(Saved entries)
__________

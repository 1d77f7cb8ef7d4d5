use crate::domain::market::Timeframe;
use crate::domain::repositories::TrainingRepository;
use crate::domain::training::{TrainingRecord, TrainingStatus};
use anyhow::{Context, Result};
use async_trait::async_trait;
use chrono::{DateTime, TimeZone, Utc};
use sqlx::{Row, SqlitePool, sqlite::SqliteRow};
use std::str::FromStr;
use uuid::Uuid;

pub struct SqliteTrainingRepository {
    pool: SqlitePool,
}

impl SqliteTrainingRepository {
    pub fn new(pool: SqlitePool) -> Self {
        Self { pool }
    }
}

fn ts_opt(secs: Option<i64>) -> Option<DateTime<Utc>> {
    secs.and_then(|s| Utc.timestamp_opt(s, 0).single())
}

fn row_to_record(row: &SqliteRow) -> Result<TrainingRecord> {
    let id: String = row.try_get("id")?;
    let timeframe: String = row.try_get("timeframe")?;
    let status: String = row.try_get("status")?;
    let started: i64 = row.try_get("started_at")?;
    let finished: Option<i64> = row.try_get("finished_at")?;
    let data_points: i64 = row.try_get("data_points_used")?;
    let model_size: i64 = row.try_get("model_size_bytes")?;

    Ok(TrainingRecord {
        id: Uuid::parse_str(&id)?,
        symbol: row.try_get("symbol")?,
        timeframe: Timeframe::from_str(&timeframe)?,
        bot_name: row.try_get("bot_name")?,
        started_at: Utc
            .timestamp_opt(started, 0)
            .single()
            .context("training row has invalid started_at")?,
        finished_at: ts_opt(finished),
        status: TrainingStatus::from_str(&status)?,
        data_points_used: data_points as u64,
        test_rmse: row.try_get("test_rmse")?,
        test_mae: row.try_get("test_mae")?,
        baseline_rmses: serde_json::from_str(row.try_get("baseline_rmses")?)
            .context("decode baseline_rmses")?,
        model_size_bytes: model_size as u64,
        training_period: row.try_get("training_period")?,
        drift_score: row.try_get("drift_score")?,
        error_message: row.try_get("error_message")?,
    })
}

#[async_trait]
impl TrainingRepository for SqliteTrainingRepository {
    async fn insert(&self, record: &TrainingRecord) -> Result<()> {
        sqlx::query(
            r#"
            INSERT INTO trainings (
                id, symbol, timeframe, bot_name, started_at, finished_at,
                status, data_points_used, test_rmse, test_mae, baseline_rmses,
                model_size_bytes, training_period, drift_score, error_message
            ) VALUES (?, ?, ?, ?, ?, ?, ?, ?, ?, ?, ?, ?, ?, ?, ?)
            "#,
        )
        .bind(record.id.to_string())
        .bind(&record.symbol)
        .bind(record.timeframe.to_string())
        .bind(&record.bot_name)
        .bind(record.started_at.timestamp())
        .bind(record.finished_at.map(|t| t.timestamp()))
        .bind(record.status.as_str())
        .bind(record.data_points_used as i64)
        .bind(record.test_rmse)
        .bind(record.test_mae)
        .bind(serde_json::to_string(&record.baseline_rmses)?)
        .bind(record.model_size_bytes as i64)
        .bind(&record.training_period)
        .bind(record.drift_score)
        .bind(&record.error_message)
        .execute(&self.pool)
        .await
        .context("insert training record")?;
        Ok(())
    }

    async fn update(&self, record: &TrainingRecord) -> Result<()> {
        sqlx::query(
            r#"
            UPDATE trainings SET
                finished_at = ?, status = ?, data_points_used = ?,
                test_rmse = ?, test_mae = ?, baseline_rmses = ?,
                model_size_bytes = ?, training_period = ?, drift_score = ?,
                error_message = ?
            WHERE id = ?
            "#,
        )
        .bind(record.finished_at.map(|t| t.timestamp()))
        .bind(record.status.as_str())
        .bind(record.data_points_used as i64)
        .bind(record.test_rmse)
        .bind(record.test_mae)
        .bind(serde_json::to_string(&record.baseline_rmses)?)
        .bind(record.model_size_bytes as i64)
        .bind(&record.training_period)
        .bind(record.drift_score)
        .bind(&record.error_message)
        .bind(record.id.to_string())
        .execute(&self.pool)
        .await
        .context("update training record")?;
        Ok(())
    }

    async fn archive_completed(
        &self,
        symbol: &str,
        timeframe: Timeframe,
        bot_name: &str,
    ) -> Result<u64> {
        let result = sqlx::query(
            r#"
            UPDATE trainings SET status = 'archived'
            WHERE symbol = ? AND timeframe = ? AND bot_name = ? AND status = 'completed'
            "#,
        )
        .bind(symbol)
        .bind(timeframe.to_string())
        .bind(bot_name)
        .execute(&self.pool)
        .await?;
        Ok(result.rows_affected())
    }

    async fn latest_per_model(&self) -> Result<Vec<TrainingRecord>> {
        let rows = sqlx::query(
            r#"
            SELECT t.* FROM trainings t
            JOIN (
                SELECT symbol, timeframe, bot_name, MAX(started_at) AS latest
                FROM trainings
                WHERE status != 'archived'
                GROUP BY symbol, timeframe, bot_name
            ) m ON t.symbol = m.symbol
               AND t.timeframe = m.timeframe
               AND t.bot_name = m.bot_name
               AND t.started_at = m.latest
            WHERE t.status != 'archived'
            ORDER BY t.symbol, t.timeframe, t.bot_name
            "#,
        )
        .fetch_all(&self.pool)
        .await?;

        rows.iter().map(row_to_record).collect()
    }

    async fn find_latest(
        &self,
        symbol: &str,
        timeframe: Timeframe,
        bot_name: &str,
    ) -> Result<Option<TrainingRecord>> {
        let row = sqlx::query(
            r#"
            SELECT * FROM trainings
            WHERE symbol = ? AND timeframe = ? AND bot_name = ? AND status != 'archived'
            ORDER BY started_at DESC LIMIT 1
            "#,
        )
        .bind(symbol)
        .bind(timeframe.to_string())
        .bind(bot_name)
        .fetch_optional(&self.pool)
        .await?;

        row.as_ref().map(row_to_record).transpose()
    }

    async fn delete_model(
        &self,
        symbol: &str,
        timeframe: Timeframe,
        bot_name: &str,
    ) -> Result<u64> {
        let result = sqlx::query(
            r#"
            DELETE FROM trainings
            WHERE symbol = ? AND timeframe = ? AND bot_name = ?
            "#,
        )
        .bind(symbol)
        .bind(timeframe.to_string())
        .bind(bot_name)
        .execute(&self.pool)
        .await?;
        Ok(result.rows_affected())
    }
}
use crate::domain::health::HealthThresholds;
use crate::domain::validation::{DriftLimits, ValidationLimits};
use anyhow::{Context, Result};
use chrono::NaiveDate;
use std::env;
use std::path::PathBuf;
use std::str::FromStr;

/// Which upstream adapter backs a slot in the provider order.
#[derive(Debug, Clone, Copy, PartialEq, Eq)]
pub enum ProviderKind {
    Upstox,
    Yahoo,
}

impl FromStr for ProviderKind {
    type Err = anyhow::Error;

    fn from_str(s: &str) -> Result<Self> {
        match s.to_lowercase().as_str() {
            "upstox" => Ok(ProviderKind::Upstox),
            "yahoo" => Ok(ProviderKind::Yahoo),
            other => anyhow::bail!("unknown provider: {} (expected upstox|yahoo)", other),
        }
    }
}

/// Immutable runtime configuration, loaded once at boot and plumbed into
/// each component at construction. Changing a knob means a restart.
#[derive(Debug, Clone)]
pub struct Config {
    pub bind_addr: String,
    pub database_url: String,
    pub archive_root: PathBuf,
    pub model_root: PathBuf,

    /// Failover order; the first entry is the primary.
    pub provider_order: Vec<ProviderKind>,
    pub upstox_base_url: String,
    pub yahoo_base_url: String,
    pub upstox_access_token: String,

    pub upstream_timeout_secs: u64,
    pub bot_predict_timeout_secs: u64,
    /// Training wall-clock budget is `epochs * this`.
    pub train_epoch_budget_secs: u64,
    pub force_stop_timeout_secs: u64,
    /// Grace period for one slow hub subscriber before it is dropped.
    pub publish_grace_ms: u64,

    pub hot_ttl_recent_secs: u64,
    pub hot_ttl_historic_secs: u64,
    pub warm_capacity: usize,

    pub default_lookback_days: i64,
    pub min_window_candles: usize,
    pub live_refresh_secs: u64,

    pub drift: DriftLimits,
    pub health: HealthThresholds,
    pub holidays: Vec<NaiveDate>,
}

impl Config {
    pub fn from_env() -> Result<Self> {
        let provider_order = env_or("PROVIDER_ORDER", "upstox,yahoo")
            .split(',')
            .map(|s| s.trim().parse())
            .collect::<Result<Vec<ProviderKind>>>()
            .context("PROVIDER_ORDER")?;
        anyhow::ensure!(!provider_order.is_empty(), "PROVIDER_ORDER must not be empty");

        let holidays = env::var("EXCHANGE_HOLIDAYS")
            .unwrap_or_default()
            .split(',')
            .filter(|s| !s.trim().is_empty())
            .map(|s| NaiveDate::parse_from_str(s.trim(), "%Y-%m-%d").context("EXCHANGE_HOLIDAYS"))
            .collect::<Result<Vec<_>>>()?;

        Ok(Self {
            bind_addr: env_or("BIND_ADDR", "127.0.0.1:8800"),
            database_url: env_or("DATABASE_URL", "sqlite://data/candlecast.db"),
            archive_root: PathBuf::from(env_or("ARCHIVE_ROOT", "data/archive")),
            model_root: PathBuf::from(env_or("MODEL_ROOT", "data/models")),

            provider_order,
            upstox_base_url: env_or("UPSTOX_BASE_URL", "https://api.upstox.com"),
            yahoo_base_url: env_or("YAHOO_BASE_URL", "https://query1.finance.yahoo.com"),
            upstox_access_token: env_or("UPSTOX_ACCESS_TOKEN", ""),

            upstream_timeout_secs: env_parse("UPSTREAM_TIMEOUT_SECS", 30)?,
            bot_predict_timeout_secs: env_parse("BOT_PREDICT_TIMEOUT_SECS", 10)?,
            train_epoch_budget_secs: env_parse("TRAIN_EPOCH_BUDGET_SECS", 60)?,
            force_stop_timeout_secs: env_parse("FORCE_STOP_TIMEOUT_SECS", 15)?,
            publish_grace_ms: env_parse("PUBLISH_GRACE_MS", 2000)?,

            hot_ttl_recent_secs: env_parse("HOT_TTL_RECENT_SECS", 30)?,
            hot_ttl_historic_secs: env_parse("HOT_TTL_HISTORIC_SECS", 600)?,
            warm_capacity: env_parse("WARM_CACHE_CAPACITY", 100)?,

            default_lookback_days: env_parse("DEFAULT_LOOKBACK_DAYS", 75)?,
            min_window_candles: env_parse("MIN_WINDOW_CANDLES", 30)?,
            live_refresh_secs: env_parse("LIVE_REFRESH_SECS", 30)?,

            drift: DriftLimits {
                bot_clamp: ValidationLimits {
                    step_max_pct: env_parse("STEP_MAX_PCT", 8.0)?,
                    total_max_pct: env_parse("TOTAL_MAX_PCT", 15.0)?,
                },
                envelope: ValidationLimits {
                    step_max_pct: env_parse("ENVELOPE_STEP_PCT", 6.0)?,
                    total_max_pct: env_parse("ENVELOPE_TOTAL_PCT", 12.0)?,
                },
                min_candles: env_parse("MIN_WINDOW_CANDLES", 30)?,
            },
            health: HealthThresholds {
                drift_yellow: env_parse("DRIFT_YELLOW", 0.2)?,
                drift_red: env_parse("DRIFT_RED", 0.5)?,
                age_yellow_hours: env_parse("MODEL_AGE_YELLOW_HOURS", 24)?,
                age_red_hours: env_parse("MODEL_AGE_RED_HOURS", 48)?,
            },
            holidays,
        })
    }
}

fn env_or(key: &str, default: &str) -> String {
    env::var(key).unwrap_or_else(|_| default.to_string())
}

fn env_parse<T>(key: &str, default: T) -> Result<T>
where
    T: FromStr,
    T::Err: std::fmt::Display,
{
    match env::var(key) {
        Ok(raw) => raw
            .parse()
            .map_err(|e| anyhow::anyhow!("invalid {}: {}", key, e)),
        Err(_) => Ok(default),
    }
}

#[cfg(test)]
mod tests {
    use super::*;

    #[test]
    fn defaults_are_consistent() {
        // Clamp must contain the envelope (sanitization has to be able to
        // pull a series inside the merger gate).
        let config = Config::from_env().unwrap();
        assert!(
            config.drift.bot_clamp.step_max_pct >= config.drift.envelope.step_max_pct
        );
        assert!(
            config.drift.bot_clamp.total_max_pct >= config.drift.envelope.total_max_pct
        );
        assert_eq!(config.provider_order[0], ProviderKind::Upstox);
    }

    #[test]
    fn provider_kind_parses() {
        assert_eq!("Yahoo".parse::<ProviderKind>().unwrap(), ProviderKind::Yahoo);
        assert!("bloomberg".parse::<ProviderKind>().is_err());
    }
}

__________

The answer should consist of the lines from the first line of the entries through the line with "let id: String", copied exactly.

repository 1d77f7cb8ef7d4d5
use crate::domain::market::Timeframe;
use crate::domain::repositories::TrainingRepository;
use crate::domain::training::{TrainingRecord, TrainingStatus};
use anyhow::{Context, Result};
use async_trait::async_trait;
use chrono::{DateTime, TimeZone, Utc};
use sqlx::{Row, SqlitePool, sqlite::SqliteRow};
use std::str::FromStr;
use uuid::Uuid;

pub struct SqliteTrainingRepository {
    pool: SqlitePool,
}

impl SqliteTrainingRepository {
    pub fn new(pool: SqlitePool) -> Self {
        Self { pool }
    }
}

fn ts_opt(secs: Option<i64>) -> Option<DateTime<Utc>> {
    secs.and_then(|s| Utc.timestamp_opt(s, 0).single())
}

fn row_to_record(row: &SqliteRow) -> Result<TrainingRecord> {
    let id: String = row.try_get("id")?;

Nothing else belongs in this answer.